The DESIGN ACT seminar explores critical roles for designers in society. In Sweden, architecture, fashion and design have historically participated in constructing the ideals – and forms – of the welfare state. Today, practitioners continue to engage in social and societal issues, whether materializing a critique of the status quo, proposing alternatives to reform systems and spaces, or staging participatory design processes and public debates. While too often reduced to questions of form and function, such tendencies expose powerful and political forms of design practice.
Featuring a series of presentations from Swedish designers and a panel session with international guests, the DESIGN ACT seminar at ExperimentaDesign reflects on historical precedents and discusses examples of contemporary practice. Presentations by: Helena Mattsson, on Swedish welfare politics, critique and design; Ana Betancour, on architecture as catalyst for social change; Otto von Busch, on hactivism and participation in fashion design; Tor Lindstrand, on architecture and performance for staging new social interactions.
In the panel session following the presentations, the presenters, international guests and the audience take up the seminar theme in relation to issues in other contexts, disciplines and parts of the world – and, together, reflect on future directions for design.
DESIGN ACT
Socially and politically engaged design today – critical roles and emerging tactics
DESIGN ACT is a project highlighting and discussing contemporary design practices that engage with political and societal issues. It traces current and historical tendencies towards design as a ‘critical practice’ that engages ideologically and practically in such/these issues.
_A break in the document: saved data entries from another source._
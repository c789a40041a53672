//! Dispatcher configuration, from code or from the environment.

use std::fmt;
use std::time::Duration;

use serde::{Deserialize, Serialize};

use crate::error::ConfigError;
use crate::transport::DEFAULT_REQUEST_TIMEOUT;

pub const ENV_VAPID_PUBLIC_KEY: &str = "WEBPUSH_VAPID_PUBLIC_KEY";
pub const ENV_VAPID_PRIVATE_KEY: &str = "WEBPUSH_VAPID_PRIVATE_KEY";
pub const ENV_VAPID_SUBJECT: &str = "WEBPUSH_VAPID_SUBJECT";
pub const ENV_KEY_ROTATION_SECS: &str = "WEBPUSH_KEY_ROTATION_SECS";
pub const ENV_CHECK_STATUS: &str = "WEBPUSH_CHECK_STATUS";
pub const ENV_REQUEST_TIMEOUT_SECS: &str = "WEBPUSH_REQUEST_TIMEOUT_SECS";

#[derive(Clone, PartialEq, Eq, Serialize, Deserialize)]
pub struct PushConfig {
    /// Base64 uncompressed P-256 point.
    pub vapid_public_key: String,
    /// Base64 raw P-256 scalar.
    pub vapid_private_key: String,
    /// `mailto:` or `https:` contact URI.
    pub vapid_subject: String,
    /// No rotation when `None`.
    #[serde(default, with = "opt_secs")]
    pub key_rotation_interval: Option<Duration>,
    #[serde(default = "default_true")]
    pub check_status_code: bool,
    /// Only used by the reqwest transport.
    #[serde(default = "default_timeout", with = "secs")]
    pub request_timeout: Duration,
}

fn default_true() -> bool {
    true
}

fn default_timeout() -> Duration {
    DEFAULT_REQUEST_TIMEOUT
}

impl PushConfig {
    pub fn new(
        vapid_public_key: impl Into<String>,
        vapid_private_key: impl Into<String>,
        vapid_subject: impl Into<String>,
    ) -> Self {
        Self {
            vapid_public_key: vapid_public_key.into(),
            vapid_private_key: vapid_private_key.into(),
            vapid_subject: vapid_subject.into(),
            key_rotation_interval: None,
            check_status_code: true,
            request_timeout: DEFAULT_REQUEST_TIMEOUT,
        }
    }

    pub fn with_key_rotation(mut self, interval: Duration) -> Self {
        self.key_rotation_interval = Some(interval);
        self
    }

    pub fn with_status_check(mut self, enabled: bool) -> Self {
        self.check_status_code = enabled;
        self
    }

    pub fn with_request_timeout(mut self, timeout: Duration) -> Self {
        self.request_timeout = timeout;
        self
    }

    /// Read the `WEBPUSH_*` variables.
    pub fn from_env() -> Result<Self, ConfigError> {
        Self::from_lookup(|name| std::env::var(name).ok())
    }

    pub(crate) fn from_lookup(
        lookup: impl Fn(&'static str) -> Option<String>,
    ) -> Result<Self, ConfigError> {
        let required = |var: &'static str| {
            lookup(var)
                .filter(|v| !v.trim().is_empty())
                .ok_or(ConfigError::Missing(var))
        };

        let mut config = Self::new(
            required(ENV_VAPID_PUBLIC_KEY)?,
            required(ENV_VAPID_PRIVATE_KEY)?,
            required(ENV_VAPID_SUBJECT)?,
        );

        if let Some(secs) = lookup(ENV_KEY_ROTATION_SECS) {
            let secs = parse_secs(ENV_KEY_ROTATION_SECS, &secs)?;
            config.key_rotation_interval = Some(Duration::from_secs(secs));
        }

        if let Some(flag) = lookup(ENV_CHECK_STATUS) {
            config.check_status_code = match flag.trim().to_ascii_lowercase().as_str() {
                "1" | "true" | "yes" | "on" => true,
                "0" | "false" | "no" | "off" => false,
                _ => {
                    return Err(ConfigError::Invalid {
                        var: ENV_CHECK_STATUS,
                        value: flag,
                    })
                }
            };
        }

        if let Some(secs) = lookup(ENV_REQUEST_TIMEOUT_SECS) {
            config.request_timeout =
                Duration::from_secs(parse_secs(ENV_REQUEST_TIMEOUT_SECS, &secs)?);
        }

        config.validate()?;
        Ok(config)
    }

    /// Presence checks. Key and subject contents are validated when the
    /// dispatcher builds its signer.
    pub fn validate(&self) -> Result<(), ConfigError> {
        if self.vapid_public_key.is_empty() {
            return Err(ConfigError::Missing("vapid_public_key"));
        }
        if self.vapid_private_key.is_empty() {
            return Err(ConfigError::Missing("vapid_private_key"));
        }
        if self.vapid_subject.is_empty() {
            return Err(ConfigError::Missing("vapid_subject"));
        }
        if self.key_rotation_interval == Some(Duration::ZERO) {
            return Err(ConfigError::Invalid {
                var: ENV_KEY_ROTATION_SECS,
                value: "0".into(),
            });
        }
        Ok(())
    }
}

fn parse_secs(var: &'static str, value: &str) -> Result<u64, ConfigError> {
    value.trim().parse().map_err(|_| ConfigError::Invalid {
        var,
        value: value.to_string(),
    })
}

impl fmt::Debug for PushConfig {
    fn fmt(&self, f: &mut fmt::Formatter<'_>) -> fmt::Result {
        f.debug_struct("PushConfig")
            .field("vapid_public_key", &self.vapid_public_key)
            .field("vapid_private_key", &"<redacted>")
            .field("vapid_subject", &self.vapid_subject)
            .field("key_rotation_interval", &self.key_rotation_interval)
            .field("check_status_code", &self.check_status_code)
            .field("request_timeout", &self.request_timeout)
            .finish()
    }
}

// Durations travel as whole seconds in serialized config.
mod secs {
    use serde::{Deserialize, Deserializer, Serializer};
    use std::time::Duration;

    pub fn serialize<S: Serializer>(d: &Duration, s: S) -> Result<S::Ok, S::Error> {
        s.serialize_u64(d.as_secs())
    }

    pub fn deserialize<'de, D: Deserializer<'de>>(d: D) -> Result<Duration, D::Error> {
        u64::deserialize(d).map(Duration::from_secs)
    }
}

mod opt_secs {
    use serde::{Deserialize, Deserializer, Serializer};
    use std::time::Duration;

    pub fn serialize<S: Serializer>(d: &Option<Duration>, s: S) -> Result<S::Ok, S::Error> {
        match d {
            Some(d) => s.serialize_some(&d.as_secs()),
            None => s.serialize_none(),
        }
    }

    pub fn deserialize<'de, D: Deserializer<'de>>(d: D) -> Result<Option<Duration>, D::Error> {
        Option::<u64>::deserialize(d).map(|o| o.map(Duration::from_secs))
    }
}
Design is a powerful force in shaping material culture, societal values and human behavior. Ideas about how things should be are often embedded within the persuasive visions and forms of design and architecture. As a service profession, design typically operates ‘in service’ to the ideas of its clients. This differentiates it from art, which has a tradition of criticizing its commissioning institutions, and craft, which has long represented a counter-culture to mainstream modes of production and consumption. However, many contemporary designers are countering conventional ideas of what design is, and what it should be about. In emerging genres of ‘social’, ‘critical’ and ‘activist’ design, practitioners question issues of gender and class, ownership and authorship, power and welfare. The critique posed is not of design, as such, but of design blindly serving historical convention or hegemonic ideologies.
DESIGN ACT is initiated and produced by Iaspis in collaboration with the Interactive Institute. Project managers: Magnus Ericson (Iaspis), Ramia Mazé (Interactive Institute). Project coordinator: Sara Teleman. Research assistant: Natasha Llorens. Graphic design: Friendly Matters.
Iaspis is the Swedish Arts Grants Committee’s International Programme for Visual Artists. The main purpose is to promote dialogue between practitioners in Sweden and the international scene. Iaspis encompasses an international studio program in Sweden, a support structure for exhibitions and residences abroad for Swedish-based practitioners, and a program of seminars, exhibitions and publications. The Interactive Institute is a Swedish IT-research institute that combines expertise in art, design and technology, pioneering societal and sustainable approaches to world-leading applied research.